▸ What the task requires
For each line in the data below, write an exact copy.

▸ Data records
= = = = = = =
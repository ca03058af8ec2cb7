// Camera basis construction and the voxel-to-pixel projection sweep.
//
// Each render worker owns one pose, one basis and one frame buffer;
// nothing here is shared between workers.

use crate::field::VolumetricField;
use crate::vec3::{cross, dot, norm, normalize, sub};

// ============================================================================
// CAMERA POSE
// ============================================================================

// Camera position and viewing direction in world units.
//
// The direction need not be normalized; the basis builder takes care of
// that. Worker-private, rotated in place between frames.
#[derive(Debug, Clone, Copy)]
pub struct CameraPose {
    pub location: [f64; 3],
    pub direction: [f64; 3],
}

impl CameraPose {
    pub fn new(location: [f64; 3], direction: [f64; 3]) -> Self {
        Self { location, direction }
    }
}

// ============================================================================
// CAMERA BASIS
// ============================================================================

// Orthonormal camera frame derived from a pose.
//
// `normal` points along the view axis, `e1` and `e2` span the projection
// plane, and `tan_half_inv` = 1/tan(visang/2) scales in-plane offsets
// into normalized device coordinates.
//
// Invariant: normal, e1, e2 are pairwise orthogonal unit vectors (within
// floating-point tolerance). Precondition: the pose direction is
// non-zero; geometry is validated once at configuration time.
#[derive(Debug, Clone, Copy)]
pub struct CameraBasis {
    pub location: [f64; 3],
    pub normal: [f64; 3],
    pub e1: [f64; 3],
    pub e2: [f64; 3],
    pub tan_half_inv: f64,
}

impl CameraBasis {
    // Build the camera frame for a pose and vision angle (radians).
    //
    // When the normal's y component is exactly zero the direction lies
    // in the x-z plane and the general e1 formula would normalize a
    // zero vector; the fixed y unit vector is orthogonal there by
    // construction. Keep the branch.
    pub fn new(pose: &CameraPose, visang: f64) -> Self {
        let normal = normalize(pose.direction);

        let e1 = if normal[1] == 0.0 {
            [0.0, 1.0, 0.0]
        } else {
            normalize([normal[1], -normal[0], 0.0])
        };
        let e2 = cross(normal, e1);

        Self {
            location: pose.location,
            normal,
            e1,
            e2,
            tan_half_inv: 1.0 / (visang / 2.0).tan(),
        }
    }
}

// ============================================================================
// FRAME IMAGE
// ============================================================================

// Accumulation grid for one frame: height x width scalar bins.
//
// Workers clear and reuse one buffer across their whole frame range
// rather than reallocating in the projection hot loop.
pub struct FrameImage {
    pub height: usize,
    pub width: usize,
    data: Vec<f64>,
}

impl FrameImage {
    pub fn new(height: usize, width: usize) -> Self {
        assert!(height > 0 && width > 0, "Dimensions must be positive");
        Self {
            height,
            width,
            data: vec![0.0; height * width],
        }
    }

    // Reset every bin to zero, keeping the allocation.
    pub fn clear(&mut self) {
        self.data.fill(0.0);
    }

    #[inline]
    pub fn at(&self, row: usize, col: usize) -> f64 {
        self.data[row * self.width + col]
    }

    // Largest accumulated value in the frame.
    pub fn max(&self) -> f64 {
        self.data.iter().fold(f64::NEG_INFINITY, |m, &v| m.max(v))
    }

    // Number of non-zero bins.
    pub fn populated(&self) -> usize {
        self.data.iter().filter(|&&v| v != 0.0).count()
    }
}

// ============================================================================
// PROJECTION
// ============================================================================

// Project every populated voxel of the field through the camera and
// accumulate its value into the pixel bin it lands in.
//
// Pinhole mapping: the in-plane offset (q1, q2) is scaled by the inverse
// distance to the voxel and the field-of-view factor, giving normalized
// device coordinates in [-1, 1], then shifted into pixel indices
// centered in the image. Voxels projecting outside the frame are
// silently discarded; voxels landing in the same bin sum.
//
// This sweep is O(pixels^3) and dominates the per-frame cost, which is
// why frames, not voxels, are spread across workers.
pub fn project_field(field: &VolumetricField, basis: &CameraBasis, image: &mut FrameImage) {
    let [dx, dy, dz] = field.spacing();
    let half_rows = image.height as f64 * 0.5;
    let half_cols = image.width as f64 * 0.5;

    for i in 0..field.pixels {
        let x = field.xmin + i as f64 * dx;
        for j in 0..field.pixels {
            let y = field.ymin + j as f64 * dy;
            for k in 0..field.pixels {
                // Ignore empty elements
                let value = field.at(i, j, k);
                if value == 0.0 {
                    continue;
                }
                let z = field.zmin + k as f64 * dz;

                let rcp = sub([x, y, z], basis.location);
                let dist_inv = 1.0 / norm(rcp);
                let f = dot(basis.normal, rcp);

                // Component of rcp in the view plane
                let q = [
                    rcp[0] - f * basis.normal[0],
                    rcp[1] - f * basis.normal[1],
                    rcp[2] - f * basis.normal[2],
                ];
                let q1 = dot(basis.e1, q);
                let q2 = dot(basis.e2, q);

                let row = (half_rows * (q2 * basis.tan_half_inv * dist_inv + 1.0)).round() as i64;
                let col = (half_cols * (q1 * basis.tan_half_inv * dist_inv + 1.0)).round() as i64;

                if row >= 0
                    && row < image.height as i64
                    && col >= 0
                    && col < image.width as i64
                {
                    image.data[row as usize * image.width + col as usize] += value;
                }
            }
        }
    }
}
= = = = = = =
▸ Output below
repository ca03058af8ec2cb7
// Camera basis construction and the voxel-to-pixel projection sweep.
//
// Each render worker owns one pose, one basis and one frame buffer;
// nothing here is shared between workers.

use crate::field::VolumetricField;
use crate::vec3::{cross, dot, norm, normalize, sub};

// ============================================================================
// CAMERA POSE
// ============================================================================

// Camera position and viewing direction in world units.
//
// The direction need not be normalized; the basis builder takes care of
// that. Worker-private, rotated in place between frames.
#[derive(Debug, Clone, Copy)]
pub struct CameraPose {
    pub location: [f64; 3],
    pub direction: [f64; 3],
}

impl CameraPose {
    pub fn new(location: [f64; 3], direction: [f64; 3]) -> Self {
        Self { location, direction }
    }
}

// ============================================================================
// CAMERA BASIS
// ============================================================================

// Orthonormal camera frame derived from a pose.
//
// `normal` points along the view axis, `e1` and `e2` span the projection
// plane, and `tan_half_inv` = 1/tan(visang/2) scales in-plane offsets
// into normalized device coordinates.
//
// Invariant: normal, e1, e2 are pairwise orthogonal unit vectors (within
// floating-point tolerance). Precondition: the pose direction is
// non-zero; geometry is validated once at configuration time.
#[derive(Debug, Clone, Copy)]
pub struct CameraBasis {
    pub location: [f64; 3],
    pub normal: [f64; 3],
    pub e1: [f64; 3],
    pub e2: [f64; 3],
    pub tan_half_inv: f64,
}

impl CameraBasis {
    // Build the camera frame for a pose and vision angle (radians).
    //
    // When the normal's y component is exactly zero the direction lies
    // in the x-z plane and the general e1 formula would normalize a
    // zero vector; the fixed y unit vector is orthogonal there by
    // construction. Keep the branch.
    pub fn new(pose: &CameraPose, visang: f64) -> Self {
        let normal = normalize(pose.direction);

        let e1 = if normal[1] == 0.0 {
            [0.0, 1.0, 0.0]
        } else {
            normalize([normal[1], -normal[0], 0.0])
        };
        let e2 = cross(normal, e1);

        Self {
            location: pose.location,
            normal,
            e1,
            e2,
            tan_half_inv: 1.0 / (visang / 2.0).tan(),
        }
    }
}

// ============================================================================
// FRAME IMAGE
// ============================================================================

// Accumulation grid for one frame: height x width scalar bins.
//
// Workers clear and reuse one buffer across their whole frame range
// rather than reallocating in the projection hot loop.
pub struct FrameImage {
    pub height: usize,
    pub width: usize,
    data: Vec<f64>,
}

impl FrameImage {
    pub fn new(height: usize, width: usize) -> Self {
        assert!(height > 0 && width > 0, "Dimensions must be positive");
        Self {
            height,
            width,
            data: vec![0.0; height * width],
        }
    }

    // Reset every bin to zero, keeping the allocation.
    pub fn clear(&mut self) {
        self.data.fill(0.0);
    }

    #[inline]
    pub fn at(&self, row: usize, col: usize) -> f64 {
        self.data[row * self.width + col]
    }

    // Largest accumulated value in the frame.
    pub fn max(&self) -> f64 {
        self.data.iter().fold(f64::NEG_INFINITY, |m, &v| m.max(v))
    }

    // Number of non-zero bins.
    pub fn populated(&self) -> usize {
        self.data.iter().filter(|&&v| v != 0.0).count()
    }
}

// ============================================================================
// PROJECTION
// ============================================================================

// Project every populated voxel of the field through the camera and
// accumulate its value into the pixel bin it lands in.
//
// Pinhole mapping: the in-plane offset (q1, q2) is scaled by the inverse
// distance to the voxel and the field-of-view factor, giving normalized
// device coordinates in [-1, 1], then shifted into pixel indices
// centered in the image. Voxels projecting outside the frame are
// silently discarded; voxels landing in the same bin sum.
//
// This sweep is O(pixels^3) and dominates the per-frame cost, which is
// why frames, not voxels, are spread across workers.
pub fn project_field(field: &VolumetricField, basis: &CameraBasis, image: &mut FrameImage) {
    let [dx, dy, dz] = field.spacing();
    let half_rows = image.height as f64 * 0.5;
    let half_cols = image.width as f64 * 0.5;

    for i in 0..field.pixels {
        let x = field.xmin + i as f64 * dx;
        for j in 0..field.pixels {
            let y = field.ymin + j as f64 * dy;
            for k in 0..field.pixels {
                // Ignore empty elements
                let value = field.at(i, j, k);
                if value == 0.0 {
                    continue;
                }
                let z = field.zmin + k as f64 * dz;

                let rcp = sub([x, y, z], basis.location);
                let dist_inv = 1.0 / norm(rcp);
                let f = dot(basis.normal, rcp);

                // Component of rcp in the view plane
                let q = [
                    rcp[0] - f * basis.normal[0],
                    rcp[1] - f * basis.normal[1],
                    rcp[2] - f * basis.normal[2],
                ];
                let q1 = dot(basis.e1, q);
                let q2 = dot(basis.e2, q);

                let row = (half_rows * (q2 * basis.tan_half_inv * dist_inv + 1.0)).round() as i64;
                let col = (half_cols * (q1 * basis.tan_half_inv * dist_inv + 1.0)).round() as i64;

                if row >= 0
                    && row < image.height as i64
                    && col >= 0
                    && col < image.width as i64
                {
                    image.data[row as usize * image.width + col as usize] += value;
                }
            }
        }
    }
}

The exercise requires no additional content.